Second Amendment cases up early
Friday, August 21st, 2009 3:04 pm |

The Supreme Court will consider two new cases on the scope of individuals’ Second Amendment right to have guns at its first Conference for the new Term, on Sept. 29, according to the Court’s electronic docket. Both petitions challenge a Seventh Circuit Court ruling that the Amendment does not restrict gun control laws adopted by state, county or city government, but applies only to federal laws. The cases are National Rifle Association v. Chicago (08-1497) and McDonald v. Chicago (08-1521).

The so-called “incorporation” issue is the most significant sequel issue raised in the wake of the Court’s 2008 decision in District of Columbia v. Heller, recognizing for the first time a personal right to have a gun for self-defense, at least in one’s home.

If the Court agrees to hear the new cases after its first look, that could be announced as early as the day after the Conference — that is, on Wed., Sept. 30. The first Conference of a new Term customarily is held in advance of the Term’s formal opening; this year, the Term starts Oct. 5.

The Court has not yet scheduled a time to consider another pending case on the Second Amendment issue — Maloney v. Rice (08-1592). The response in that case is now due on Aug. 28. The new Justice, Sonia Sotomayor, took part in the Maloney case when she was on the Second Circuit Court. Like the Seventh Circuit, the Second found that the Second Amendment only applies to federal laws. When the Justices consider the Maloney case, Sotomayor is not expected to take part. The fact that she had taken part in a ruling on the issue in one case, however, would not require her to withdraw from considering cases from other Circuits, like the Chicago cases.

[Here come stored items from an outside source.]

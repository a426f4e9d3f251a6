//! Fixed-length payload reader for tar entries.

use std::io::{self, Read};

/// A reader that yields exactly `expected` bytes.
///
/// A tar header announces the payload size up front, so whatever happens to
/// the source file after the header is written, exactly that many bytes must
/// follow. Bytes past `expected` are never read. If the source ends early or
/// fails, the remainder is filled with zeros and the failure is kept for the
/// caller instead of being returned from `read`.
pub struct PayloadReader<R> {
    inner: R,
    remaining: u64,
    copied: u64,
    padded: u64,
    error: Option<io::Error>,
    exhausted: bool,
}

/// What happened while a payload was streamed.
#[derive(Debug)]
pub struct PayloadOutcome {
    /// Bytes taken from the source file.
    pub copied: u64,
    /// Zero bytes written in place of missing source data.
    pub padded: u64,
    /// The read error that cut the copy short, if any.
    pub error: Option<io::Error>,
}

impl<R> PayloadReader<R> {
    pub fn new(inner: R, expected: u64) -> Self {
        Self {
            inner,
            remaining: expected,
            copied: 0,
            padded: 0,
            error: None,
            exhausted: false,
        }
    }

    /// Consume the reader, dropping the source, and report how the copy went.
    pub fn finish(self) -> PayloadOutcome {
        PayloadOutcome {
            copied: self.copied,
            padded: self.padded,
            error: self.error,
        }
    }
}

impl<R: Read> Read for PayloadReader<R> {
    fn read(&mut self, buf: &mut [u8]) -> io::Result<usize> {
        if self.remaining == 0 || buf.is_empty() {
            return Ok(0);
        }

        let max = buf.len().min(usize::try_from(self.remaining).unwrap_or(usize::MAX));

        if !self.exhausted && self.error.is_none() {
            match self.inner.read(&mut buf[..max]) {
                Ok(0) => self.exhausted = true,
                Ok(n) => {
                    self.remaining -= n as u64;
                    self.copied += n as u64;
                    return Ok(n);
                }
                Err(e) if e.kind() == io::ErrorKind::Interrupted => return Err(e),
                Err(e) => self.error = Some(e),
            }
        }

        buf[..max].fill(0);
        self.remaining -= max as u64;
        self.padded += max as u64;
        Ok(max)
    }
}
//! Concurrent directory to `.tar.gz` archiving.
//!
//! An [`Enumerator`] walks the source tree on the calling thread and feeds a
//! bounded queue. A [`WorkerPool`] opens files and prepares their headers in
//! parallel. A single [`ArchiveWriter`] owns the tar and gzip streams and
//! appends entries in the order workers finish them. [`ArchivePipeline`] ties
//! these together; [`archive_directory`] adds output naming on top.
//!
//! One unreadable file never fails a run: it is reported through the
//! [`Reporter`] and left out. Enumeration and output errors end the run, but
//! the archive stream is still finalized first.

mod error;
pub mod fs;
mod payload;
mod pipeline;
mod report;
mod walk;
mod worker;
mod writer;

pub use error::{ArchiveError, FileError};
pub use payload::{PayloadOutcome, PayloadReader};
pub use pipeline::{
    archive_directory, ArchiveOptions, ArchivePipeline, ArchiveReport, DEFAULT_COMPRESSION_LEVEL,
    DEFAULT_WORKERS,
};
pub use report::{ArchiveEvent, Reporter, TracingReporter};
pub use walk::{entry_name, Enumerator, FileTask};
pub use worker::{build_header, prepare, ArchiveUnit, FailureUnit, WorkUnit, WorkerPool};
pub use writer::{ArchiveSummary, ArchiveWriter};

http://www.scotusblog.com/wp/second-amendment-cases-up-early/
 
The scotus blog states Sotomayor will not be able to participate in the Maloney case because she was involved in that case at the Appellate Court level. But she can participate in the other two cases.

Sotomayor has stated she accepts Heller as the "law of the land".

So, if she votes no on incorporation, I wonder what "can of worms" she'll open up to justify that "no" decision?

Oh, I'm sure she might rely on "States Rights" arguments but that could backfire on her on other cases in the future.

But if she really believes Heller, supra, is the "law of the land", how can she honestly not rule for incorporation?

Any thoughts?
 
"Any thoughts?"

I think that Sotomayer's presence on the Court will be a net zero as regards gun rights. She replaced Souter, who was strongly anti-gun, dissenting in Heller.

Tim
 
Sure would be nice to have it set straight though wouldn't it?

I don't see how they can logically deny incorporation of rights the federal government deems to be individual.

That doesn't mean they won't...... *sigh*
 
Considering jurisprudence and stare decisis ...

Incorporation is a much more "settled" concept than was the individual right to arms. Simply put ... as long as the court decides for or against 2A incorporation, I think that there will be a strong majority in favor. That majority would dwindle if they decided to more expansively rule on what is permissible, and what is not, in the way of gun regs.
 
Don't fool yourself into having hope that Sotomayor will make it 6-3 because she says she accepts Heller. She's extremely anti-gun. She knows it and we know it, but she had to pretend she is pro-2nd Amendment for the circus that was her confirmation. She knows damn well she is going to vote against the 2nd Amendment on any case that comes before her; doesn't matter if the case is now or in 10 years, she already knows she'll vote to crap on the 2nd. I imagine she's already working out how she'll word her dissent with the other 3; which is fine because we have the Heller 5 on our side. It will be a 5-4 victory for incorporation. Game over; we win, the Brady's lose.
 
Was incorporation addressed directly in Heller? Or was it more like dicta? I don't feel like reading Heller right now. I was wondering if someone knew off the top of their head. As you all know, dicta is regarded as of little authority.
 
Sotomayor has stated she accepts Heller as the "law of the land".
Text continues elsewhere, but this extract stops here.